For the first time, David looked at me directly. I gave him a shaky nod as Imara helped me up. "I'm okay," I said. "Now, can you—help her? None of this is her fault. She doesn't deserve to suffer for it."
David looked baffled for a second, then turned his attention to the woman lying on the bed. He crossed to look down at her, and put his fingertips on her forehead.

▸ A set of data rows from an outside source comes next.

//! I/O reconciliation pass.
//!
//! Merges the desired slot mappings into the document's existing `[I/O]`
//! block. Pre-existing devices the converter did not place keep their slot
//! unless it is taken, in which case they move to the overflow region
//! starting at slot 49. Serial links in `[Link]` that need real hardware are
//! disabled.

use std::collections::BTreeMap;

use mcfg_common::blocks;
use mcfg_common::consts::{ALLOWED_PORT_TYPES, OVERFLOW_START};
use mcfg_common::document::{ParamMap, ParameterDocument};
use mcfg_common::io::device::IoSection;
use mcfg_common::io::key::{IoKey, IoKeyKind, PortKey};
use serde::Serialize;
use tracing::{debug, info};

use crate::engine::Allocation;
use crate::slots::SlotMap;

/// Pre-existing device moved out of a slot the converter claimed.
#[derive(Debug, Clone, Copy, PartialEq, Eq, Serialize)]
pub struct Relocation {
    pub section: IoSection,
    pub device: i32,
    pub from: i32,
    pub to: i32,
}

/// Serial port disabled by the link reset.
#[derive(Debug, Clone, Copy, PartialEq, Eq, Serialize)]
pub struct DisabledPort {
    pub port: i32,
    pub port_type: i32,
}

/// Merge `allocation` into `[I/O]`. No-op without an `[I/O]` block.
pub fn reconcile_io(doc: &mut ParameterDocument, allocation: &Allocation) -> Vec<Relocation> {
    if doc.find(blocks::IO).is_none() {
        debug!("no [I/O] block, nothing to reconcile");
        return Vec::new();
    }

    let entries: Vec<(IoKey, String, i32)> = doc
        .entries(blocks::IO)
        .into_iter()
        .filter_map(|(key, value)| IoKey::parse(&key).map(|k| (k, key, value)))
        .collect();
    let mut merged: ParamMap = doc.collect(blocks::IO);
    let mut relocations = Vec::new();

    for (section, wanted) in [
        (IoSection::Input, &allocation.inputs),
        (IoSection::Output, &allocation.outputs),
    ] {
        let existing: Vec<(IoKey, i32)> = entries
            .iter()
            .filter(|(k, _, _)| k.section == section)
            .map(|(k, _, v)| (*k, *v))
            .collect();

        for (key, _) in leading_polarity(&existing) {
            merged.insert(key.to_string(), 0);
        }

        let section_merge = merge_section(section, &existing, wanted);
        for (device, slot) in &section_merge.numbers {
            merged.insert(IoKey::device_number(section, *device).to_string(), *slot);
        }
        for (slot, device) in &section_merge.types {
            merged.insert(IoKey::slot_type(section, *slot).to_string(), *device);
        }
        relocations.extend(section_merge.relocations);
    }

    doc.replace_all(blocks::IO, &merged);
    info!(relocated = relocations.len(), "I/O block reconciled");
    relocations
}

/// Polarity lines preceding the first type line of a section.
fn leading_polarity(existing: &[(IoKey, i32)]) -> impl Iterator<Item = &(IoKey, i32)> {
    existing
        .iter()
        .take_while(|(k, _)| k.kind != IoKeyKind::Type)
        .filter(|(k, _)| k.kind == IoKeyKind::Logic)
}

#[derive(Debug, Default)]
struct SectionMerge {
    /// device → slot
    numbers: BTreeMap<i32, i32>,
    /// slot → device, 0 for a cleared slot
    types: BTreeMap<i32, i32>,
    relocations: Vec<Relocation>,
}

impl SectionMerge {
    fn occupied_by_other(&self, slot: i32, device: i32) -> bool {
        self.types.get(&slot).is_some_and(|d| *d != 0 && *d != device)
    }

    /// Clear `slot` unless something already claimed it.
    fn clear_unclaimed(&mut self, slot: i32) {
        if slot > 0 {
            self.types.entry(slot).or_insert(0);
        }
    }
}

fn merge_section(section: IoSection, existing: &[(IoKey, i32)], wanted: &SlotMap) -> SectionMerge {
    let mut merge = SectionMerge::default();
    for (slot, device) in wanted.iter() {
        merge.types.insert(slot, device);
        merge.numbers.insert(device, slot);
    }

    let mut overflow = OVERFLOW_START;
    let numbers = existing.iter().filter(|(k, _)| k.kind == IoKeyKind::Number);
    for &(key, slot) in numbers {
        let device = key.index;

        if let Some(new_slot) = wanted.slot_of(device) {
            if slot != new_slot {
                merge.clear_unclaimed(slot);
            }
            continue;
        }
        if slot <= 0 {
            continue;
        }

        if merge.occupied_by_other(slot, device) {
            while merge.occupied_by_other(overflow, device) {
                overflow += 1;
            }
            let to = overflow;
            overflow += 1;
            merge.numbers.insert(device, to);
            merge.types.insert(to, device);

            let stale = existing
                .iter()
                .filter(|(k, d)| k.kind == IoKeyKind::Type && *d == device && k.index != to)
                .map(|(k, _)| k.index)
                .collect::<Vec<_>>();
            for old in stale {
                merge.clear_unclaimed(old);
            }

            debug!(%section, device, from = slot, to, "device relocated to overflow slot");
            merge.relocations.push(Relocation {
                section,
                device,
                from: slot,
                to,
            });
        } else {
            merge.numbers.insert(device, slot);
            merge.types.insert(slot, device);
        }
    }
    merge
}

/// Zero serial ports whose type needs real hardware, along with the
/// `Port<type>Number=` entry named by the rejected type value.
pub fn reset_serial_ports(doc: &mut ParameterDocument) -> Vec<DisabledPort> {
    if doc.find(blocks::LINK).is_none() {
        return Vec::new();
    }

    let mut changes = ParamMap::new();
    let mut disabled = Vec::new();
    for (key, value) in doc.entries(blocks::LINK) {
        let Some(PortKey::Type(port)) = PortKey::parse(&key) else {
            continue;
        };
        if value <= 0 || ALLOWED_PORT_TYPES.contains(&value) {
            continue;
        }
        changes.insert(key, 0);
        changes.insert(PortKey::Number(value).to_string(), 0);
        debug!(port, port_type = value, "serial port disabled");
        disabled.push(DisabledPort {
            port,
            port_type: value,
        });
    }

    doc.replace_all(blocks::LINK, &changes);
    disabled
}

And then he said, very quietly, "There's nothing there to help."
"No," Eamon said, and lunged forward over the bed, one hand still clutched to his side. "No. She opened her eyes—"
"Imara opened her eyes for her," David said. "The mind that was inside her is gone. She's been gone for years."
Eamon's face turned into a rigid mask, with a red angry flush across his cheekbones. "No. She's there. I told you, I need five minutes—"
"Her brain is dead, and her soul is gone." David looked up at him, then at me. "This is why you wanted a Djinn. To heal her."
Eamon said nothing. He'd taken the woman's limp hand in his, and he was holding it. For any normal person, it would have been horrible, coming here, holding her warm hand, knowing on some level that it was just a lie her body was telling. I wasn't sure what it was for Eamon. I wasn't even sure why he cared so much. Both his explanations had been lies, David said. So what was the truth?
"You said you had a time limit," I said.
"Her family's turning off the machines," he said. It was barely a whisper. "Tomorrow. Brings new meaning to the term deadline, doesn't it?"
He laughed. It was an awful laugh, something wild and dangerous and mad. Not a good man, Eamon. Not a sane man. But there was something in him, some overwhelming emotion driving all of it.
"How did it happen?" I asked.
"Why would you care?" he asked, and brushed the glossy, oddly healthy hair back from her pale, dry face. It had to be about money, didn't it? Cold, hard cash. Because I didn't want to believe he was capable of love and devotion—it made things far too complicated.
"You did it to her, didn't you?" Imara suddenly asked.
Eamon transferred that feverish stare from the woman to my daughter. "Bugger off."
"Imara's right. She was just another victim, wasn't she? Only this one up and died on you." My voice was shaking, and I could feel the rest of me trembling along with it. "You got carried away, playing your little games."
He laughed, and looked down at the woman. "You hear that, Liz? Funny. Just another victim." He shook his head. "Liz and I—let's just say we had a professional relationship. And she violated some professional rules. Things went wrong."